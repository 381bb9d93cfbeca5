
use stagefetch_core::{
    stmt::{BinaryOp, Expr, ExprCall, ExprLambda, Member, UnaryOp, ENUMERABLE, QUERYABLE},
    Error, Result,
};

/// A query expression flattened into the shape the IR builder consumes.
#[derive(Debug)]
pub(crate) enum Normalized<'a> {
    /// Left-to-right sequence of steps starting at a relation or parameter.
    Chain(Vec<Step<'a>>),

    /// A predicate or arithmetic node whose operands are normalized
    /// separately.
    Tree(Tree<'a>),

    /// A literal or closed-over variable.
    Fixed,
}

#[derive(Debug)]
pub(crate) enum Step<'a> {
    Table(&'a str),
    Param(&'a str),
    Member(&'a Member),
    Call(ChainCall<'a>),
}

#[derive(Debug)]
pub(crate) struct ChainCall<'a> {
    pub(crate) op: ChainOp,
    pub(crate) lambda: Option<&'a ExprLambda>,
}

/// Chained operations the translator understands.
#[derive(Debug, Clone, Copy, PartialEq, Eq)]
pub(crate) enum ChainOp {
    Filter,
    Any,
    Single,
    Select,
    SelectMany,
}

#[derive(Debug)]
pub(crate) enum Tree<'a> {
    Binary {
        op: BinaryOp,
        lhs: &'a Expr,
        rhs: &'a Expr,
    },
    Unary {
        op: UnaryOp,
        operand: &'a Expr,
    },
}

/// Normalizes `expr` into a chain, a tree, or a fixed value.
///
/// Fails on the first construct outside the accepted vocabulary; no partial
/// chain is ever returned.
pub(crate) fn apply(expr: &Expr) -> Result<Normalized<'_>> {
    let expr = unwrap(expr)?;

    match expr {
        Expr::Value(_) | Expr::Captured(_) => Ok(Normalized::Fixed),
        Expr::BinaryOp(expr) => {
            if !is_supported_binary_op(expr.op) {
                return Err(Error::unsupported_expression(format!(
                    "binary operator `{}`",
                    expr.op
                )));
            }

            Ok(Normalized::Tree(Tree::Binary {
                op: expr.op,
                lhs: &expr.lhs,
                rhs: &expr.rhs,
            }))
        }
        Expr::UnaryOp(expr) => match expr.op {
            UnaryOp::Not | UnaryOp::Negate => Ok(Normalized::Tree(Tree::Unary {
                op: expr.op,
                operand: &expr.expr,
            })),
            op => Err(Error::unsupported_expression(format!(
                "unary operator `{op}`"
            ))),
        },
        Expr::Table(_) | Expr::Param(_) | Expr::Member(_) | Expr::Call(_) => {
            let mut steps = vec![];
            chain(expr, &mut steps)?;
            Ok(Normalized::Chain(steps))
        }
        Expr::Lambda(_) => Err(Error::unsupported_expression(
            "lambda outside of a chained call",
        )),
        Expr::New(_) => Err(Error::unsupported_expression(
            "object construction outside of a projection",
        )),
        Expr::Quote(_) | Expr::Convert(_) => unreachable!("unwrapped above"),
    }
}

/// Strips quotes and plain conversions.
pub(crate) fn unwrap(mut expr: &Expr) -> Result<&Expr> {
    loop {
        match expr {
            Expr::Quote(inner) => expr = &**inner,
            Expr::Convert(convert) => {
                if let Some(method) = &convert.method {
                    return Err(Error::unsupported_expression(format!(
                        "conversion through custom operator `{method}`"
                    )));
                }
                expr = &*convert.expr;
            }
            _ => return Ok(expr),
        }
    }
}

/// Recurses down the source side first so steps are pushed in left-to-right
/// order. Stops at a relation or parameter.
fn chain<'a>(expr: &'a Expr, steps: &mut Vec<Step<'a>>) -> Result<()> {
    match unwrap(expr)? {
        Expr::Table(table) => steps.push(Step::Table(&table.relation)),
        Expr::Param(param) => steps.push(Step::Param(&param.name)),
        Expr::Member(member) => {
            chain(&member.base, steps)?;
            steps.push(Step::Member(&member.member));
        }
        Expr::Call(call) => {
            let op = ChainOp::from_call(call)?;

            let [source, rest @ ..] = &call.args[..] else {
                return Err(Error::unsupported_expression(format!(
                    "call to `{}` without a source",
                    call.method
                )));
            };

            chain(source, steps)?;

            let lambda = match rest {
                [] if op.predicate_optional() => None,
                [] => {
                    return Err(Error::unsupported_expression(format!(
                        "call to `{}` without a lambda",
                        call.method
                    )))
                }
                [lambda] => Some(as_lambda(lambda, &call.method)?),
                _ => {
                    return Err(Error::unsupported_expression(format!(
                        "overload of `{}` with {} arguments",
                        call.method,
                        call.args.len()
                    )))
                }
            };

            steps.push(Step::Call(ChainCall { op, lambda }));
        }
        other => {
            return Err(Error::unsupported_expression(format!(
                "chain must start at a relation or a parameter, found {}",
                describe(other)
            )))
        }
    }

    Ok(())
}

fn as_lambda<'a>(expr: &'a Expr, method: &str) -> Result<&'a ExprLambda> {
    let Some(lambda) = unwrap(expr)?.as_lambda() else {
        return Err(Error::unsupported_expression(format!(
            "argument of `{method}` is not a lambda"
        )));
    };

    if lambda.params.len() != 1 {
        return Err(Error::unsupported_expression(format!(
            "lambda passed to `{method}` takes {} parameters",
            lambda.params.len()
        )));
    }

    Ok(lambda)
}

fn is_supported_binary_op(op: BinaryOp) -> bool {
    op.is_logical() || op.is_comparison() || op.is_arithmetic()
}

fn describe(expr: &Expr) -> &'static str {
    match expr {
        Expr::BinaryOp(_) => "a binary operation",
        Expr::Call(_) => "a call",
        Expr::Captured(_) => "a captured variable",
        Expr::Convert(_) => "a conversion",
        Expr::Lambda(_) => "a lambda",
        Expr::Member(_) => "a member access",
        Expr::New(_) => "an object construction",
        Expr::Param(_) => "a parameter",
        Expr::Quote(_) => "a quoted expression",
        Expr::Table(_) => "a relation",
        Expr::UnaryOp(_) => "a unary operation",
        Expr::Value(_) => "a literal",
    }
}

impl ChainOp {
    fn from_call(call: &ExprCall) -> Result<ChainOp> {
        if call.declaring_type != QUERYABLE && call.declaring_type != ENUMERABLE {
            return Err(Error::unsupported_expression(format!(
                "method `{}` declared on `{}`",
                call.method, call.declaring_type
            )));
        }

        match &call.method[..] {
            "Where" => Ok(ChainOp::Filter),
            "Any" => Ok(ChainOp::Any),
            "Single" => Ok(ChainOp::Single),
            "Select" => Ok(ChainOp::Select),
            "SelectMany" => Ok(ChainOp::SelectMany),
            method => Err(Error::unsupported_expression(format!(
                "method `{method}` on `{}`",
                call.declaring_type
            ))),
        }
    }

    /// Existence checks may be called without a predicate.
    fn predicate_optional(self) -> bool {
        matches!(self, ChainOp::Any | ChainOp::Single)
    }

    pub(crate) fn is_projection(self) -> bool {
        matches!(self, ChainOp::Select | ChainOp::SelectMany)
    }
}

## [ABOUT THIS EXERCISE]
Please reproduce exactly the lines from the first one of the records above through the line containing "pub(crate) enum Normalized<'a>", both included, and nothing else.

## [RESPONSE TO THIS EXERCISE]
repository 381bb9d93cfbeca5

use stagefetch_core::{
    stmt::{BinaryOp, Expr, ExprCall, ExprLambda, Member, UnaryOp, ENUMERABLE, QUERYABLE},
    Error, Result,
};

/// A query expression flattened into the shape the IR builder consumes.
#[derive(Debug)]
pub(crate) enum Normalized<'a> {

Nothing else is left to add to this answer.